Two good young actors refuse to trivialize their story.


An Illusion Review by Joan Ellis


            In a summer of mostly awful movies, look for “Adam,” a small independent film that is kept aloft by authenticity and charm. This is a love story that might have slipped into sentimentality but didn’t, thanks to the performances of two good young actors who refuse to trivialize their story.

            Adam (Hugh Dancy) has Asperger’s Syndrome and lives alone in the apartment he shared with his father who died recently. When Beth (Rose Byrne) moves to an apartment on the third floor, the two pass from friendship into love in a gentle and credible way.

            That’s it, the whole plot. Along the way we learn a lot about the difficulties that Asperger’s strews in its path. The condition, presented here as “a high functioning form of autism,” bestows on its victims an unfettered honesty and a literal interpretation of people and the world. Because they lack what some might call “social graces” and others a lack of pretense and artifice, they often stumble with people. Adam cannot read the moods or subtleties of interaction among people, which removes him as a player in the games that prevail in social competition. How do you curtail a man who, in answer to any question, pours forth the whole content of his mind on the subject at hand?

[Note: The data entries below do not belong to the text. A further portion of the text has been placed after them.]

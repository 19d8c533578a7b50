//! Gemini credential and model configuration.
//!
//! Resolution order: the `GEMINI_API_KEY` environment variable, then
//! `~/.confab/secret.json`:
//!
//! ```json
//! { "gemini": { "api_key": "...", "model": "gemini-1.5-flash-latest" } }
//! ```

use confab_core::error::{ChatError, Result};
use serde::Deserialize;
use std::fs;
use std::path::{Path, PathBuf};

/// Environment variable holding the API key, overriding secret.json.
pub const API_KEY_ENV: &str = "GEMINI_API_KEY";

/// Default model used when none is configured.
pub const DEFAULT_GEMINI_MODEL: &str = "gemini-1.5-flash-latest";

#[derive(Debug, Deserialize)]
struct SecretFile {
    gemini: Option<GeminiSecret>,
}

#[derive(Debug, Deserialize)]
struct GeminiSecret {
    api_key: String,
    model: Option<String>,
}

/// Resolved Gemini configuration.
#[derive(Debug, Clone)]
pub struct GeminiConfig {
    pub api_key: String,
    pub model: String,
}

impl GeminiConfig {
    /// Loads configuration from the environment, falling back to the
    /// default secret file location (~/.confab/secret.json).
    pub fn from_env() -> Result<Self> {
        if let Ok(api_key) = std::env::var(API_KEY_ENV) {
            if !api_key.trim().is_empty() {
                return Ok(Self {
                    api_key,
                    model: DEFAULT_GEMINI_MODEL.to_string(),
                });
            }
        }
        Self::from_secret_file(default_secret_path()?)
    }

    /// Loads configuration from a secret.json file.
    pub fn from_secret_file(path: impl AsRef<Path>) -> Result<Self> {
        let path = path.as_ref();
        let content = fs::read_to_string(path).map_err(|e| {
            ChatError::remote(format!(
                "No API key configured: set {API_KEY_ENV} or create {:?} ({})",
                path, e
            ))
        })?;

        let secret: SecretFile = serde_json::from_str(&content)
            .map_err(|e| ChatError::remote(format!("Failed to parse {:?}: {}", path, e)))?;

        let gemini = secret.gemini.ok_or_else(|| {
            ChatError::remote(format!("Gemini configuration not found in {:?}", path))
        })?;

        Ok(Self {
            api_key: gemini.api_key,
            model: gemini
                .model
                .unwrap_or_else(|| DEFAULT_GEMINI_MODEL.to_string()),
        })
    }
}

fn default_secret_path() -> Result<PathBuf> {
    let home_dir = dirs::home_dir()
        .ok_or_else(|| ChatError::persistence("Failed to get home directory"))?;
    Ok(home_dir.join(".confab").join("secret.json"))
}
//! Prompt context derivation.
//!
//! Builds the bounded text window sent to the remote model alongside a new
//! user turn. Pure: never mutates the conversation.

use crate::message::{Message, MessageRole};

/// Maximum number of prior messages considered for the context window.
pub const CONTEXT_WINDOW: usize = 10;

/// Builds the prompt for a new user turn from the active conversation.
///
/// Takes the last [`CONTEXT_WINDOW`] messages *before* the new user message
/// is appended. With at most one windowed message (only the greeting, or
/// nothing), the prompt is just the labeled new turn. Otherwise the window
/// minus its first message (the greeting is excluded from context) renders
/// as labeled lines in chronological order, followed by the new turn.
pub fn build_prompt(messages: &[Message], new_user_text: &str) -> String {
    let start = messages.len().saturating_sub(CONTEXT_WINDOW);
    let recent = &messages[start..];

    if recent.len() <= 1 {
        return format!("user: {new_user_text}");
    }

    let history = recent[1..]
        .iter()
        .map(|m| format!("{}: {}", role_label(m.role), m.content))
        .collect::<Vec<_>>()
        .join("\n");

    format!("[conversation history]\n{history}\n\n[current question]\nuser: {new_user_text}")
}

fn role_label(role: MessageRole) -> &'static str {
    match role {
        MessageRole::User => "user",
        MessageRole::Assistant => "assistant",
    }
}

#[cfg(test)]
mod tests {
    use super::*;
    use crate::conversation::Conversation;
    use crate::message::MessageIdGenerator;

    #[test]
    fn test_greeting_only_yields_minimal_prompt() {
        let mut ids = MessageIdGenerator::new();
        let conversation = Conversation::new(ids.next_id());

        let prompt = build_prompt(&conversation.messages, "what is rust?");

        assert_eq!(prompt, "user: what is rust?");
        assert!(!prompt.contains("[conversation history]"));
    }

    #[test]
    fn test_empty_history_yields_minimal_prompt() {
        let prompt = build_prompt(&[], "hello");
        assert_eq!(prompt, "user: hello");
    }

    #[test]
    fn test_history_excludes_greeting_and_labels_roles() {
        let mut ids = MessageIdGenerator::new();
        let mut conversation = Conversation::new(ids.next_id());
        conversation.push(Message::user(ids.next_id(), "first question"));
        conversation.push(Message::assistant(ids.next_id(), "first answer"));

        let prompt = build_prompt(&conversation.messages, "second question");

        assert!(!prompt.contains(crate::conversation::GREETING));
        assert!(prompt.contains("user: first question"));
        assert!(prompt.contains("assistant: first answer"));
        assert!(prompt.ends_with("[current question]\nuser: second question"));
    }

    #[test]
    fn test_window_is_bounded_to_last_ten_messages() {
        let mut ids = MessageIdGenerator::new();
        let mut conversation = Conversation::new(ids.next_id());
        for i in 0..20 {
            conversation.push(Message::user(ids.next_id(), format!("question {i}")));
            conversation.push(Message::assistant(ids.next_id(), format!("answer {i}")));
        }

        let prompt = build_prompt(&conversation.messages, "latest");

        // 41 messages total; window = last 10, minus the first windowed one.
        assert!(!prompt.contains("question 14"));
        assert!(prompt.contains("answer 15"));
        assert!(prompt.contains("question 19"));
        assert_eq!(prompt.matches('\n').count(), 9 + 3);
    }

    #[test]
    fn test_build_prompt_does_not_mutate_conversation() {
        let mut ids = MessageIdGenerator::new();
        let mut conversation = Conversation::new(ids.next_id());
        conversation.push(Message::user(ids.next_id(), "hi"));
        let before = conversation.clone();

        let _ = build_prompt(&conversation.messages, "again");

        assert_eq!(conversation, before);
    }
}
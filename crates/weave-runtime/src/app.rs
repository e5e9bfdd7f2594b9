#![forbid(unsafe_code)]

//! The application context.
//!
//! An [`App`] ties one model store, one render scheduler, one topic bus, one
//! surface and one clock together. Nothing is global: several apps may live
//! side by side.
//!
//! # Tick
//!
//! Time is driven by the host. Each [`tick`](App::tick):
//!
//! 1. Turns state changes since the last tick into debounced render
//!    requests, then enqueues those whose window has passed.
//! 2. Flushes the render queue if a flush is pending.
//! 3. Expires transient views whose liveness deadline has passed.
//!
//! Hosts call `tick` from their event loop, or sleep until
//! [`next_deadline`](App::next_deadline).

use std::fmt;
use std::rc::Rc;

use tracing::{debug, warn};
use weave_core::bus::AUTH_LOGOUT;
use weave_core::{Clock, Instant, TopicBus, TopicHandle, Value};
use weave_store::ModelStore;
use weave_view::{
    FlushReport, RenderScheduler, RenderState, Surface, UiEvent, ViewError, ViewId, ViewNode,
};

use crate::collab::{Route, Router};
use crate::config::RuntimeConfig;
use crate::error::AppError;
use crate::session::{SessionMirror, SessionStorage};

/// Application context.
pub struct App {
    config: RuntimeConfig,
    store: ModelStore,
    scheduler: RenderScheduler,
    bus: TopicBus,
    surface: Box<dyn Surface>,
    clock: Rc<dyn Clock>,
    router: Option<Box<dyn Router>>,
    session: Option<(Rc<SessionMirror>, TopicHandle)>,
}

impl App {
    pub fn new(
        config: RuntimeConfig,
        surface: impl Surface + 'static,
        clock: impl Clock + 'static,
    ) -> Self {
        let store = ModelStore::with_config(config.history());
        let scheduler = RenderScheduler::new(store.clone(), config.scheduler());
        Self {
            config,
            store,
            scheduler,
            bus: TopicBus::new(),
            surface: Box::new(surface),
            clock: Rc::new(clock),
            router: None,
            session: None,
        }
    }

    #[must_use]
    pub fn with_router(mut self, router: impl Router + 'static) -> Self {
        self.router = Some(Box::new(router));
        self
    }

    /// Mirror the configured session keys into `storage`, seeding absent
    /// records from it. The mirror is forgotten on `auth.logout`.
    pub fn attach_session(&mut self, storage: impl SessionStorage + 'static) -> usize {
        if let Some((_, handle)) = self.session.take() {
            self.bus.unsubscribe(&handle);
        }
        let mirror = Rc::new(SessionMirror::attach(
            &self.store,
            storage,
            &self.config.session_keys,
        ));
        let seeded = mirror.seed(&self.store);
        let on_logout = Rc::clone(&mirror);
        let store = self.store.clone();
        let handle = self
            .bus
            .subscribe(AUTH_LOGOUT, move |_| on_logout.forget(&store));
        self.session = Some((mirror, handle));
        seeded
    }

    /// Drop session records from the store and storage.
    pub fn forget_session(&self) {
        if let Some((mirror, _)) = &self.session {
            mirror.forget(&self.store);
        }
    }

    #[must_use]
    pub fn config(&self) -> &RuntimeConfig {
        &self.config
    }

    #[must_use]
    pub fn store(&self) -> &ModelStore {
        &self.store
    }

    #[must_use]
    pub fn bus(&self) -> &TopicBus {
        &self.bus
    }

    #[must_use]
    pub fn scheduler(&self) -> &RenderScheduler {
        &self.scheduler
    }

    pub fn scheduler_mut(&mut self) -> &mut RenderScheduler {
        &mut self.scheduler
    }

    #[must_use]
    pub fn surface(&self) -> &dyn Surface {
        &*self.surface
    }

    #[must_use]
    pub fn now(&self) -> Instant {
        self.clock.now()
    }

    // -- views --------------------------------------------------------------

    /// Register a view. Writes to its local state request a render.
    ///
    /// # Errors
    ///
    /// [`AppError::View`] from registration.
    pub fn register(&mut self, node: ViewNode) -> Result<(), AppError> {
        Ok(self.scheduler.register(node)?)
    }

    /// Also request a render of `id` whenever the record behind `key`
    /// changes.
    ///
    /// # Errors
    ///
    /// [`AppError::Store`] for a malformed key, [`AppError::View`] for an
    /// unknown view.
    pub fn watch(&mut self, id: &ViewId, key: &str) -> Result<(), AppError> {
        Ok(self.scheduler.watch(id, key)?)
    }

    /// Remove a view and its subtree.
    pub fn unregister(&mut self, id: &ViewId) -> Vec<ViewId> {
        self.scheduler.unregister(id)
    }

    /// Write `value` at `path` inside view `id`'s local state (`""` for the
    /// whole state).
    ///
    /// # Errors
    ///
    /// [`AppError::View`] for an unknown view; [`AppError::Store`] when the
    /// path does not exist in the state.
    pub fn set_state(&self, id: &ViewId, path: &str, value: Value) -> Result<bool, AppError> {
        if !self.scheduler.contains(id.as_str()) {
            return Err(ViewError::UnknownView(id.clone()).into());
        }
        Ok(self.store.set(&state_path(id, path), value)?)
    }

    /// Snapshot of view `id`'s local state at `path`.
    #[must_use]
    pub fn state(&self, id: &ViewId, path: &str) -> Option<Value> {
        self.store.get(&state_path(id, path))
    }

    #[must_use]
    pub fn render_state(&self, id: &ViewId) -> RenderState {
        self.scheduler.render_state(id.as_str())
    }

    /// Debounced render request.
    pub fn must_render(&mut self, id: &ViewId) -> bool {
        let now = self.clock.now();
        self.scheduler.request_render(id, now)
    }

    /// Run one tick. See the module docs.
    pub fn tick(&mut self) -> FlushReport {
        let now = self.clock.now();
        self.scheduler.pump(now);

        let report = if self.scheduler.flush_pending() {
            self.scheduler.flush(&mut *self.surface, now)
        } else {
            FlushReport::default()
        };

        let expired = self.scheduler.check_liveness(&*self.surface, now);
        if !expired.is_empty() {
            debug!(count = expired.len(), "transient views expired");
        }
        report
    }

    /// Earliest instant at which [`tick`](Self::tick) has timed work to do.
    #[must_use]
    pub fn next_deadline(&self) -> Option<Instant> {
        if self.scheduler.has_changes() || self.scheduler.flush_pending() {
            return Some(self.clock.now());
        }
        self.scheduler.next_due()
    }

    // -- events and bindings ------------------------------------------------

    /// Dispatch a UI event at view `id`, bubbling to its ancestors.
    pub fn dispatch(&self, id: &ViewId, name: &str, payload: Value) -> usize {
        self.scheduler.dispatch(id, &UiEvent::new(name, payload))
    }

    /// Bind the element at surface `anchor` to store `key`.
    ///
    /// # Errors
    ///
    /// [`AppError::NoElement`] when nothing bindable lives at the anchor;
    /// [`AppError::Store`] from the bind.
    pub fn bind(&self, key: &str, anchor: &str) -> Result<bool, AppError> {
        let element = self
            .surface
            .element(anchor)
            .ok_or_else(|| AppError::NoElement(anchor.to_owned()))?;
        Ok(self.store.bind(key, element)?)
    }

    /// Resolve `path` through the router: run its handler or publish
    /// `params` on its topic.
    ///
    /// # Errors
    ///
    /// [`AppError::NoRoute`] when no router is installed or nothing matches.
    pub fn navigate(&self, path: &str, params: &Value) -> Result<(), AppError> {
        let route = self
            .router
            .as_ref()
            .and_then(|router| router.resolve(path))
            .ok_or_else(|| AppError::NoRoute(path.to_owned()))?;
        match route {
            Route::Handler(handler) => handler(params),
            Route::Topic(topic) => {
                if self.bus.publish(&topic, params) == 0 {
                    warn!(path, %topic, "navigation topic has no subscribers");
                }
            }
        }
        debug!(path, "navigated");
        Ok(())
    }
}

fn state_path(id: &ViewId, path: &str) -> String {
    if path.is_empty() {
        id.state_key()
    } else {
        format!("{}.{path}", id.state_key())
    }
}

impl fmt::Debug for App {
    fn fmt(&self, f: &mut fmt::Formatter<'_>) -> fmt::Result {
        f.debug_struct("App")
            .field("config", &self.config)
            .field("store", &self.store)
            .field("scheduler", &self.scheduler)
            .finish_non_exhaustive()
    }
}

            On the other hand, he is a visionary electronics engineer with a passion for space and the computer that he puts to good use in his job. As Beth encourages him to come into the real world with her, Adam responds to people with his penetrating honesty and blows conversation of any kind right out of the water – especially when he meets her parents. As Beth’s mother, Amy Irving is warm yet wonderfully restrained. She is also the long suffering wife of a corporate puff piece under investigation for financial irregularities. When he meets Beth’s father (Peter Gallagher), Adam asks, “Are you going to jail?” And when shushed by Beth, Adam replies, “It seemed like the important thing.” Of course it is the important thing, and of course you can’t say it. Adam’s inability to recognize subtlety on any level is an extreme example of behavior that most of us take for granted. We have learned the skill of talking to people in code; we weigh their moods before we speak; we censor our words. There is an uncomfortable feeling that we might learn too much about ourselves if we were in a conversation with Adam.

            Hugh Dancy and Rose Byrne build a lovely chemistry amid all the challenges. They are entirely credible as Adam and Beth. She knows he must compromise his purity in order to function in the world, he insists that she be as pure as he is. Stripping themselves of artifice as actors, Dancy and Byrne convey beautifully the vulnerability of Adam and Beth.